**WHAT YOU SHOULD DO**
Begin at the line containing "pub struct PlanOptions" in the entries below and end at the line containing "None => plan.copy_files.push(CopyAction"; transcribe that range exactly and nothing outside it.

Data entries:
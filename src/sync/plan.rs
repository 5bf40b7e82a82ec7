//! Diff planning between a source snapshot and a replica snapshot

use crate::error::{EntryError, SyncError};
use crate::tree::hasher::digest_file;
use crate::tree::path;
use crate::tree::walker::{Entry, EntryKind, FileEntry, Snapshot, UnmappedEntry};
use serde::Serialize;
use std::cmp::Reverse;
use tracing::{debug, warn};

/// Whether a copy creates a new replica file or overwrites a stale one
#[derive(Debug, Clone, Copy, PartialEq, Eq, Serialize)]
#[serde(rename_all = "lowercase")]
pub enum CopyKind {
    Create,
    Update,
}

#[derive(Debug, Clone, PartialEq, Eq, Serialize)]
pub struct CopyAction {
    pub relative_path: String,
    pub kind: CopyKind,
}

/// Planner options
#[derive(Debug, Clone, Copy, Default)]
pub struct PlanOptions {
    /// Treat files with equal size and an up-to-date replica mtime as unchanged
    /// without hashing them
    pub prefilter: bool,
}

/// Actions that make a replica match its source
///
/// `create_dirs` is ordered parent-before-child; `delete_dirs` is ordered
/// deepest-first so every directory is empty of stale descendants by the
/// time it is removed.
#[derive(Debug, Default, Serialize)]
pub struct SyncPlan {
    pub create_dirs: Vec<String>,
    pub copy_files: Vec<CopyAction>,
    pub delete_files: Vec<String>,
    pub delete_dirs: Vec<String>,
    /// Replica entries without a UTF-8 name; removed before `delete_dirs`
    pub delete_unmapped: Vec<UnmappedEntry>,
    /// Entries that could not be scanned or planned
    pub errors: Vec<EntryError>,
}

impl SyncPlan {
    pub fn is_empty(&self) -> bool {
        self.action_count() == 0
    }

    pub fn action_count(&self) -> usize {
        self.create_dirs.len()
            + self.copy_files.len()
            + self.delete_files.len()
            + self.delete_dirs.len()
            + self.delete_unmapped.len()
    }

    pub fn count_copies(&self, kind: CopyKind) -> usize {
        self.copy_files.iter().filter(|c| c.kind == kind).count()
    }
}

enum Comparison {
    Same,
    Changed,
    SourceUnreadable(SyncError),
}

/// Compute the plan that turns `replica` into a mirror of `source`
///
/// A path that is a directory on one side and a file on the other is
/// planned as an independent delete and create. Replica entries inside a
/// source subtree that could not be read are left alone.
pub fn plan(source: &Snapshot, replica: &Snapshot, options: PlanOptions) -> SyncPlan {
    let mut plan = SyncPlan::default();

    for entry in source.entries() {
        match entry {
            Entry::Directory { relative_path } => {
                if !replica.contains(relative_path, EntryKind::Directory) {
                    plan.create_dirs.push(relative_path.clone());
                }
            }
            Entry::File(file) => match replica.get_file(&file.relative_path) {
                None => plan.copy_files.push(CopyAction {
                    relative_path: file.relative_path.clone(),
                    kind: CopyKind::Create,
                }),
                Some(existing) => match compare_files(file, existing, options) {
                    Comparison::Same => {}
                    Comparison::Changed => plan.copy_files.push(CopyAction {
                        relative_path: file.relative_path.clone(),
                        kind: CopyKind::Update,
                    }),
                    Comparison::SourceUnreadable(error) => {
                        plan.errors.push(EntryError::new(file.relative_path.clone(), error));
                    }
                },
            },
        }
    }

    for entry in replica.entries() {
        let relative_path = entry.relative_path();
        if source.contains(relative_path, entry.kind()) {
            continue;
        }
        if source.is_incomplete(relative_path) {
            debug!(relative_path, "Source subtree unread, keeping replica entry");
            continue;
        }
        match entry.kind() {
            EntryKind::File => plan.delete_files.push(relative_path.to_string()),
            EntryKind::Directory => plan.delete_dirs.push(relative_path.to_string()),
        }
    }

    plan.delete_unmapped = replica
        .unmapped()
        .iter()
        .filter(|entry| !source.is_incomplete(&entry.display_path))
        .cloned()
        .collect();

    plan.create_dirs
        .sort_by(|a, b| path::depth(a).cmp(&path::depth(b)).then_with(|| a.cmp(b)));
    plan.delete_dirs
        .sort_by(|a, b| Reverse(path::depth(a)).cmp(&Reverse(path::depth(b))).then_with(|| a.cmp(b)));

    debug!(
        create_dirs = plan.create_dirs.len(),
        copy_files = plan.copy_files.len(),
        delete_files = plan.delete_files.len(),
        delete_dirs = plan.delete_dirs.len(),
        delete_unmapped = plan.delete_unmapped.len(),
        errors = plan.errors.len(),
        "Computed sync plan"
    );
    plan
}

fn compare_files(source: &FileEntry, replica: &FileEntry, options: PlanOptions) -> Comparison {
    if options.prefilter {
        if source.size != replica.size {
            return Comparison::Changed;
        }
        if let (Some(source_mtime), Some(replica_mtime)) = (source.modified, replica.modified) {
            if replica_mtime >= source_mtime {
                return Comparison::Same;
            }
        }
    }

    let source_digest = match digest_file(&source.absolute_path) {
        Ok(digest) => digest,
        Err(error) => return Comparison::SourceUnreadable(error),
    };
    match digest_file(&replica.absolute_path) {
        Ok(replica_digest) if replica_digest == source_digest => Comparison::Same,
        Ok(_) => Comparison::Changed,
        Err(error) => {
            warn!(
                relative_path = %replica.relative_path,
                error = %error,
                "Replica file unreadable, scheduling overwrite"
            );
            Comparison::Changed
        }
    }
}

**RESPONSE TO THE TASK**
pub struct PlanOptions {
    /// Treat files with equal size and an up-to-date replica mtime as unchanged
    /// without hashing them
    pub prefilter: bool,
}

/// Actions that make a replica match its source
///
/// `create_dirs` is ordered parent-before-child; `delete_dirs` is ordered
/// deepest-first so every directory is empty of stale descendants by the
/// time it is removed.
#[derive(Debug, Default, Serialize)]
pub struct SyncPlan {
    pub create_dirs: Vec<String>,
    pub copy_files: Vec<CopyAction>,
    pub delete_files: Vec<String>,
    pub delete_dirs: Vec<String>,
    /// Replica entries without a UTF-8 name; removed before `delete_dirs`
    pub delete_unmapped: Vec<UnmappedEntry>,
    /// Entries that could not be scanned or planned
    pub errors: Vec<EntryError>,
}

impl SyncPlan {
    pub fn is_empty(&self) -> bool {
        self.action_count() == 0
    }

    pub fn action_count(&self) -> usize {
        self.create_dirs.len()
            + self.copy_files.len()
            + self.delete_files.len()
            + self.delete_dirs.len()
            + self.delete_unmapped.len()
    }

    pub fn count_copies(&self, kind: CopyKind) -> usize {
        self.copy_files.iter().filter(|c| c.kind == kind).count()
    }
}

enum Comparison {
    Same,
    Changed,
    SourceUnreadable(SyncError),
}

/// Compute the plan that turns `replica` into a mirror of `source`
///
/// A path that is a directory on one side and a file on the other is
/// planned as an independent delete and create. Replica entries inside a
/// source subtree that could not be read are left alone.
pub fn plan(source: &Snapshot, replica: &Snapshot, options: PlanOptions) -> SyncPlan {
    let mut plan = SyncPlan::default();

    for entry in source.entries() {
        match entry {
            Entry::Directory { relative_path } => {
                if !replica.contains(relative_path, EntryKind::Directory) {
                    plan.create_dirs.push(relative_path.clone());
                }
            }
            Entry::File(file) => match replica.get_file(&file.relative_path) {
                None => plan.copy_files.push(CopyAction {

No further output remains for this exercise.